Ci spostiamo, e arriviamo in Francia. La posizione in classifica diminuisce e il colore del piatto si fa verde scuro con la tipica insalata nizzarda. A giovarne mangiandola non solo la dieta, trattandosi di un piatto fresco e leggero, ma anche l’ambiente, poiché una porzione da 100 grammi produce appena 64 grammi di CO2. Bene anche la Grecia con la moussaka, che richiede 241 litri di acqua per una porzione da 100 grammi.
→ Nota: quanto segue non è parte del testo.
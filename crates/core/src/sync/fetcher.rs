//! Token-threading fetch capability used within one sync run

use std::sync::Arc;

use sellersync_domain::Result;
use serde_json::Value;
use uuid::Uuid;

use crate::marketplace::ports::ApiRequest;
use crate::tokens::{TokenBroker, TokenPair};

/// Resolves credentials once and carries them across every call of a run.
///
/// A 401 triggers one refresh through the [`TokenBroker`] and one retry; the
/// refreshed pair replaces the carried one so later calls use it directly.
pub struct AuthenticatedFetcher {
    broker: Arc<TokenBroker>,
    account_id: Uuid,
    tokens: TokenPair,
    refreshes: u32,
}

impl AuthenticatedFetcher {
    pub async fn resolve(broker: Arc<TokenBroker>, account_id: Uuid) -> Result<Self> {
        let tokens = broker.active_tokens(account_id).await?;
        Ok(Self { broker, account_id, tokens, refreshes: 0 })
    }

    #[must_use]
    pub fn account_id(&self) -> Uuid {
        self.account_id
    }

    /// Refreshes observed by this fetcher.
    #[must_use]
    pub fn refreshes(&self) -> u32 {
        self.refreshes
    }

    pub async fn fetch(&mut self, request: &ApiRequest) -> Result<Value> {
        let before = self.tokens.access_token.clone();
        let result = self.broker.send_with_refresh(self.account_id, &mut self.tokens, request).await;
        if self.tokens.access_token != before {
            self.refreshes += 1;
        }
        result
    }
}
//! Macro for implementing Display and FromStr for tag enums
//!
//! Sync scopes, resource kinds and similar enums travel as lowercase strings
//! through query parameters, SQLite columns and log fields. This macro keeps
//! both directions of that conversion in one place.
//!
//! # Example
//!
//! ```rust
//! use sellersync_domain::impl_domain_status_conversions;
//!
//! #[derive(Debug, Clone, Copy, PartialEq, Eq)]
//! pub enum DeliveryState {
//!     Visible,
//!     InFlight,
//! }
//!
//! impl_domain_status_conversions!(DeliveryState {
//!     Visible => "visible",
//!     InFlight => "in_flight",
//! });
//! ```

/// Implements Display and FromStr traits for tag enums
///
/// - Display: writes the mapped lowercase string
/// - FromStr: parses case-insensitively, erroring with the enum name
#[macro_export]
macro_rules! impl_domain_status_conversions {
    ($enum_name:ident { $($variant:ident => $str:expr),+ $(,)? }) => {
        impl std::fmt::Display for $enum_name {
            fn fmt(&self, f: &mut std::fmt::Formatter<'_>) -> std::fmt::Result {
                match self {
                    $(Self::$variant => write!(f, $str),)+
                }
            }
        }

        impl std::str::FromStr for $enum_name {
            type Err = String;

            fn from_str(s: &str) -> Result<Self, Self::Err> {
                match s.trim().to_lowercase().as_str() {
                    $($str => Ok(Self::$variant),)+
                    _ => Err(format!("Invalid {}: {}", stringify!($enum_name), s)),
                }
            }
        }
    };
}

#[cfg(test)]
mod tests {
    use std::str::FromStr;

    #[derive(Debug, Clone, Copy, PartialEq, Eq)]
    enum Phase {
        Idle,
        Running,
    }

    impl_domain_status_conversions!(Phase {
        Idle => "idle",
        Running => "running",
    });

    #[test]
    fn test_display() {
        assert_eq!(Phase::Idle.to_string(), "idle");
        assert_eq!(Phase::Running.to_string(), "running");
    }

    #[test]
    fn test_from_str_is_case_insensitive() {
        assert_eq!(Phase::from_str("RUNNING").unwrap(), Phase::Running);
        assert_eq!(Phase::from_str(" idle ").unwrap(), Phase::Idle);
    }

    #[test]
    fn test_from_str_rejects_unknown() {
        let err = Phase::from_str("paused").unwrap_err();
        assert!(err.contains("Phase"));
    }
}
Il podio, però, spetta a paesi come Israele, Libano ed Egitto grazie ai falafel: colore verde pieno a premiare i soli 101 grammi di anidride carbonica prodotti per una porzione da un etto.
Diverso è il caso del cous cous, tipico piatto marocchino. L’indice in classifica si sposta verso l’alto, e a fronte di 548 litri di acqua (50 in meno, se si sceglie la versione vegetariana) la ricetta ricade nella fascia arancione. Ancora peggio il caso della Croazia: la pašticada, uno dei piatti più famosi della Dalmazia, a base di carne di vitello, richiede 15 m2 di terreno e 2.300 litri d’acqua.
Rosso e fondo classifica, nonostante i consistenti passi in avanti che il Paese sta compiendo in termini di sostenibilità alimentare: lo spreco di cibo a livello individuale, ad esempio, di 56 kg/anno, è un po’ più contenuto anche di quello italiano (65 kg/anno).
Fine del giro: torniamo in Italia. Posizione intermedia per la classica pizza margherita, Carbon Footprint da 652, Water Footprint da 412, 2,46 m2 di terreno impiegati. La consolazione? Sicuramente il sapore impareggiabile, e forse anche il sorpasso di altri classici intramontabili, come il fish and chips inglese.